#### Exercise prompt:
The answer must be every line from the listing that holds the string "series".

#### Provided records:
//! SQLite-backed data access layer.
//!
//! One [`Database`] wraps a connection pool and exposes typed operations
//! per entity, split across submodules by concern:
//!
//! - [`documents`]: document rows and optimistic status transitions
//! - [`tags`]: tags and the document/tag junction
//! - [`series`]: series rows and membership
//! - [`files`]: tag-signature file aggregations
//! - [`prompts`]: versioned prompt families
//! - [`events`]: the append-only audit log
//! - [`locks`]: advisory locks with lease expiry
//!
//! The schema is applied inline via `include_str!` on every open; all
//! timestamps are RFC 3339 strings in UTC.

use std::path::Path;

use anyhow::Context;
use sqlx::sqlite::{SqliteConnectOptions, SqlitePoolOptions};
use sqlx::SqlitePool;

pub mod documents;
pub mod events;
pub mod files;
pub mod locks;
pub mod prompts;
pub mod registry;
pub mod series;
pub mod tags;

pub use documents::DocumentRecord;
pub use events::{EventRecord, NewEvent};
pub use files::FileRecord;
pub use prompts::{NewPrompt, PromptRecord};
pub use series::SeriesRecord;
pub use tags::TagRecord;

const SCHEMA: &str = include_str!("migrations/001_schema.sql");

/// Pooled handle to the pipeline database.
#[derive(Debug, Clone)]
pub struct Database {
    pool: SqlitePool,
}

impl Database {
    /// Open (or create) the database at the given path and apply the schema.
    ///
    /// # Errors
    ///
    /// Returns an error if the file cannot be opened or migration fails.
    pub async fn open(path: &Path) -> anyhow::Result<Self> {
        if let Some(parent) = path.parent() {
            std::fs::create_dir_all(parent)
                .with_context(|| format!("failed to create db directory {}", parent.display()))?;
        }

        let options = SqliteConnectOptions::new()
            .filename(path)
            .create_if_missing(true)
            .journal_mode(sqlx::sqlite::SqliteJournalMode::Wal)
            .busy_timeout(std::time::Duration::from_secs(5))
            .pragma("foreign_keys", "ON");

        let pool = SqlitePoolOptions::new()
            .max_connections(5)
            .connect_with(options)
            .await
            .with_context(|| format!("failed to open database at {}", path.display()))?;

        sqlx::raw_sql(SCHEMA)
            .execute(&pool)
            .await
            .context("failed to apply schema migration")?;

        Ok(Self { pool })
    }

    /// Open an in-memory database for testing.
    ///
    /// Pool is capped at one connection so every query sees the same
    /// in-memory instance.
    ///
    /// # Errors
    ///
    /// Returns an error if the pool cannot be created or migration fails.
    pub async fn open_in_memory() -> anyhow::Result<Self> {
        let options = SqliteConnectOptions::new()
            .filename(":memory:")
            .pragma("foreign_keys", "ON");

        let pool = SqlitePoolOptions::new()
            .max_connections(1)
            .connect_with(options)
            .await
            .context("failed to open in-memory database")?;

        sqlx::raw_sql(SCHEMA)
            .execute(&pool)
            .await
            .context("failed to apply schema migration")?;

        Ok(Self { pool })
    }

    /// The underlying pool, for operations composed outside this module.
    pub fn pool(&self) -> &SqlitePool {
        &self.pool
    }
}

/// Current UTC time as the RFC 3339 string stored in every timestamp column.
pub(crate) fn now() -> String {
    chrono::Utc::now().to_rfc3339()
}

#### Answer section:
//! - [`series`]: series rows and membership
pub mod series;
pub use series::SeriesRecord;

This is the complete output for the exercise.